About this exercise. Copy all of the records word for word.

Stored data.
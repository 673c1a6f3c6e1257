//! Outreach channels, the channel mode tagged union, and account capacity.
//!
//! The mode decides which channels receive meetings and which payload the
//! caller has to supply. Only `All` carries a split; only the modes that
//! include LinkedIn or Call carry a capacity for those channels.

use crate::error::{PlanError, PlanResult};
use serde::{Deserialize, Serialize};
use std::fmt;

#[derive(Debug, Clone, Copy, Serialize, Deserialize, PartialEq, Eq, Hash)]
#[serde(rename_all = "snake_case")]
pub enum Channel {
    Email,
    #[serde(rename = "linkedin")]
    LinkedIn,
    Call,
}

impl Channel {
    pub const ALL: [Channel; 3] = [Channel::LinkedIn, Channel::Email, Channel::Call];

    pub fn label(&self) -> &'static str {
        match self {
            Channel::Email    => "Email",
            Channel::LinkedIn => "LinkedIn",
            Channel::Call     => "Call",
        }
    }
}

impl fmt::Display for Channel {
    fn fmt(&self, f: &mut fmt::Formatter<'_>) -> fmt::Result {
        f.write_str(self.label())
    }
}

/// Integer percentage allocation of the meeting goal across channels.
#[derive(Debug, Clone, Copy, Serialize, Deserialize, PartialEq, Eq)]
pub struct ChannelSplit {
    pub linkedin: u32,
    pub email:    u32,
    pub call:     u32,
}

impl ChannelSplit {
    pub fn new(linkedin: u32, email: u32, call: u32) -> Self {
        Self { linkedin, email, call }
    }

    /// Summed in `u64`, which three `u32` shares cannot overflow.
    pub fn total(&self) -> u64 {
        u64::from(self.linkedin) + u64::from(self.email) + u64::from(self.call)
    }

    /// The split must cover the whole meeting goal, no more and no less.
    pub fn validate(&self) -> PlanResult<()> {
        let total = self.total();
        if total != 100 {
            return Err(PlanError::SplitTotal { total });
        }
        Ok(())
    }

    pub fn share(&self, channel: Channel) -> u32 {
        match channel {
            Channel::LinkedIn => self.linkedin,
            Channel::Email    => self.email,
            Channel::Call     => self.call,
        }
    }
}

impl Default for ChannelSplit {
    fn default() -> Self {
        Self { linkedin: 60, email: 30, call: 10 }
    }
}

/// Sending ceiling for one channel over the planning horizon.
///
/// ceiling = accounts × per-account limit × periods. For LinkedIn the limit
/// is connection requests per account per month; for Call it is dials per
/// account per working day.
#[derive(Debug, Clone, Copy, Serialize, Deserialize, PartialEq)]
pub struct AccountCapacity {
    pub accounts:          u32,
    pub per_account_limit: f64,
    pub periods:           f64,
}

impl AccountCapacity {
    pub fn new(accounts: u32, per_account_limit: f64, periods: f64) -> Self {
        Self { accounts, per_account_limit, periods }
    }

    pub fn ceiling(&self) -> f64 {
        self.accounts as f64 * self.per_account_limit * self.periods
    }

    pub fn check(&self, required: f64) -> CapacityStatus {
        if required <= self.ceiling() {
            CapacityStatus::Ok
        } else {
            CapacityStatus::ExceedsCapacity
        }
    }
}

/// Informational feasibility result. Never an error.
#[derive(Debug, Clone, Copy, Serialize, Deserialize, PartialEq, Eq)]
#[serde(rename_all = "snake_case")]
pub enum CapacityStatus {
    Ok,
    ExceedsCapacity,
    NotChecked,
}

impl CapacityStatus {
    pub fn for_required(capacity: Option<&AccountCapacity>, required: f64) -> Self {
        match capacity {
            Some(cap) => cap.check(required),
            None      => CapacityStatus::NotChecked,
        }
    }

    pub fn label(&self) -> &'static str {
        match self {
            CapacityStatus::Ok              => "OK",
            CapacityStatus::ExceedsCapacity => "Exceeds capacity",
            CapacityStatus::NotChecked      => "Not checked",
        }
    }
}

impl fmt::Display for CapacityStatus {
    fn fmt(&self, f: &mut fmt::Formatter<'_>) -> fmt::Result {
        f.write_str(self.label())
    }
}

/// Which channels the plan covers, with the payload each mode needs.
#[derive(Debug, Clone, Copy, Serialize, Deserialize, PartialEq)]
#[serde(tag = "mode", rename_all = "snake_case")]
pub enum ChannelMode {
    Email,
    #[serde(rename = "linkedin")]
    LinkedIn {
        #[serde(default)]
        capacity: Option<AccountCapacity>,
    },
    Call {
        #[serde(default)]
        capacity: Option<AccountCapacity>,
    },
    All {
        split: ChannelSplit,
        #[serde(default)]
        linkedin_capacity: Option<AccountCapacity>,
        #[serde(default)]
        call_capacity: Option<AccountCapacity>,
    },
}

impl ChannelMode {
    /// Effective split: 100% to the single channel outside `All`.
    pub fn split(&self) -> ChannelSplit {
        match self {
            ChannelMode::Email             => ChannelSplit::new(0, 100, 0),
            ChannelMode::LinkedIn { .. }   => ChannelSplit::new(100, 0, 0),
            ChannelMode::Call { .. }       => ChannelSplit::new(0, 0, 100),
            ChannelMode::All { split, .. } => *split,
        }
    }

    pub fn validate(&self) -> PlanResult<()> {
        match self {
            ChannelMode::All { split, .. } => split.validate(),
            _ => Ok(()),
        }
    }

    pub fn linkedin_capacity(&self) -> Option<&AccountCapacity> {
        match self {
            ChannelMode::LinkedIn { capacity }          => capacity.as_ref(),
            ChannelMode::All { linkedin_capacity, .. }  => linkedin_capacity.as_ref(),
            _ => None,
        }
    }

    pub fn call_capacity(&self) -> Option<&AccountCapacity> {
        match self {
            ChannelMode::Call { capacity }          => capacity.as_ref(),
            ChannelMode::All { call_capacity, .. }  => call_capacity.as_ref(),
            _ => None,
        }
    }

    pub fn name(&self) -> &'static str {
        match self {
            ChannelMode::Email           => "Email",
            ChannelMode::LinkedIn { .. } => "LinkedIn",
            ChannelMode::Call { .. }     => "Call",
            ChannelMode::All { .. }      => "All",
        }
    }
}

Response.
repository 673c1a6f3c6e1257
//! Outreach channels, the channel mode tagged union, and account capacity.
//!
//! The mode decides which channels receive meetings and which payload the
//! caller has to supply. Only `All` carries a split; only the modes that
//! include LinkedIn or Call carry a capacity for those channels.

use crate::error::{PlanError, PlanResult};
use serde::{Deserialize, Serialize};
use std::fmt;

#[derive(Debug, Clone, Copy, Serialize, Deserialize, PartialEq, Eq, Hash)]
#[serde(rename_all = "snake_case")]
pub enum Channel {
    Email,
    #[serde(rename = "linkedin")]
    LinkedIn,
    Call,
}

impl Channel {
    pub const ALL: [Channel; 3] = [Channel::LinkedIn, Channel::Email, Channel::Call];

    pub fn label(&self) -> &'static str {
        match self {
            Channel::Email    => "Email",
            Channel::LinkedIn => "LinkedIn",
            Channel::Call     => "Call",
        }
    }
}

impl fmt::Display for Channel {
    fn fmt(&self, f: &mut fmt::Formatter<'_>) -> fmt::Result {
        f.write_str(self.label())
    }
}

/// Integer percentage allocation of the meeting goal across channels.
#[derive(Debug, Clone, Copy, Serialize, Deserialize, PartialEq, Eq)]
pub struct ChannelSplit {
    pub linkedin: u32,
    pub email:    u32,
    pub call:     u32,
}

impl ChannelSplit {
    pub fn new(linkedin: u32, email: u32, call: u32) -> Self {
        Self { linkedin, email, call }
    }

    /// Summed in `u64`, which three `u32` shares cannot overflow.
    pub fn total(&self) -> u64 {
        u64::from(self.linkedin) + u64::from(self.email) + u64::from(self.call)
    }

    /// The split must cover the whole meeting goal, no more and no less.
    pub fn validate(&self) -> PlanResult<()> {
        let total = self.total();
        if total != 100 {
            return Err(PlanError::SplitTotal { total });
        }
        Ok(())
    }

    pub fn share(&self, channel: Channel) -> u32 {
        match channel {
            Channel::LinkedIn => self.linkedin,
            Channel::Email    => self.email,
            Channel::Call     => self.call,
        }
    }
}

impl Default for ChannelSplit {
    fn default() -> Self {
        Self { linkedin: 60, email: 30, call: 10 }
    }
}

/// Sending ceiling for one channel over the planning horizon.
///
/// ceiling = accounts × per-account limit × periods. For LinkedIn the limit
/// is connection requests per account per month; for Call it is dials per
/// account per working day.
#[derive(Debug, Clone, Copy, Serialize, Deserialize, PartialEq)]
pub struct AccountCapacity {
    pub accounts:          u32,
    pub per_account_limit: f64,
    pub periods:           f64,
}

impl AccountCapacity {
    pub fn new(accounts: u32, per_account_limit: f64, periods: f64) -> Self {
        Self { accounts, per_account_limit, periods }
    }

    pub fn ceiling(&self) -> f64 {
        self.accounts as f64 * self.per_account_limit * self.periods
    }

    pub fn check(&self, required: f64) -> CapacityStatus {
        if required <= self.ceiling() {
            CapacityStatus::Ok
        } else {
            CapacityStatus::ExceedsCapacity
        }
    }
}

/// Informational feasibility result. Never an error.
#[derive(Debug, Clone, Copy, Serialize, Deserialize, PartialEq, Eq)]
#[serde(rename_all = "snake_case")]
pub enum CapacityStatus {
    Ok,
    ExceedsCapacity,
    NotChecked,
}

impl CapacityStatus {
    pub fn for_required(capacity: Option<&AccountCapacity>, required: f64) -> Self {
        match capacity {
            Some(cap) => cap.check(required),
            None      => CapacityStatus::NotChecked,
        }
    }

    pub fn label(&self) -> &'static str {
        match self {
            CapacityStatus::Ok              => "OK",
            CapacityStatus::ExceedsCapacity => "Exceeds capacity",
            CapacityStatus::NotChecked      => "Not checked",
        }
    }
}

impl fmt::Display for CapacityStatus {
    fn fmt(&self, f: &mut fmt::Formatter<'_>) -> fmt::Result {
        f.write_str(self.label())
    }
}

/// Which channels the plan covers, with the payload each mode needs.
#[derive(Debug, Clone, Copy, Serialize, Deserialize, PartialEq)]
#[serde(tag = "mode", rename_all = "snake_case")]
pub enum ChannelMode {
    Email,
    #[serde(rename = "linkedin")]
    LinkedIn {
        #[serde(default)]
        capacity: Option<AccountCapacity>,
    },
    Call {
        #[serde(default)]
        capacity: Option<AccountCapacity>,
    },
    All {
        split: ChannelSplit,
        #[serde(default)]
        linkedin_capacity: Option<AccountCapacity>,
        #[serde(default)]
        call_capacity: Option<AccountCapacity>,
    },
}

impl ChannelMode {
    /// Effective split: 100% to the single channel outside `All`.
    pub fn split(&self) -> ChannelSplit {
        match self {
            ChannelMode::Email             => ChannelSplit::new(0, 100, 0),
            ChannelMode::LinkedIn { .. }   => ChannelSplit::new(100, 0, 0),
            ChannelMode::Call { .. }       => ChannelSplit::new(0, 0, 100),
            ChannelMode::All { split, .. } => *split,
        }
    }

    pub fn validate(&self) -> PlanResult<()> {
        match self {
            ChannelMode::All { split, .. } => split.validate(),
            _ => Ok(()),
        }
    }

    pub fn linkedin_capacity(&self) -> Option<&AccountCapacity> {
        match self {
            ChannelMode::LinkedIn { capacity }          => capacity.as_ref(),
            ChannelMode::All { linkedin_capacity, .. }  => linkedin_capacity.as_ref(),
            _ => None,
        }
    }

    pub fn call_capacity(&self) -> Option<&AccountCapacity> {
        match self {
            ChannelMode::Call { capacity }          => capacity.as_ref(),
            ChannelMode::All { call_capacity, .. }  => call_capacity.as_ref(),
            _ => None,
        }
    }

    pub fn name(&self) -> &'static str {
        match self {
            ChannelMode::Email           => "Email",
            ChannelMode::LinkedIn { .. } => "LinkedIn",
            ChannelMode::Call { .. }     => "Call",
            ChannelMode::All { .. }      => "All",
        }
    }
}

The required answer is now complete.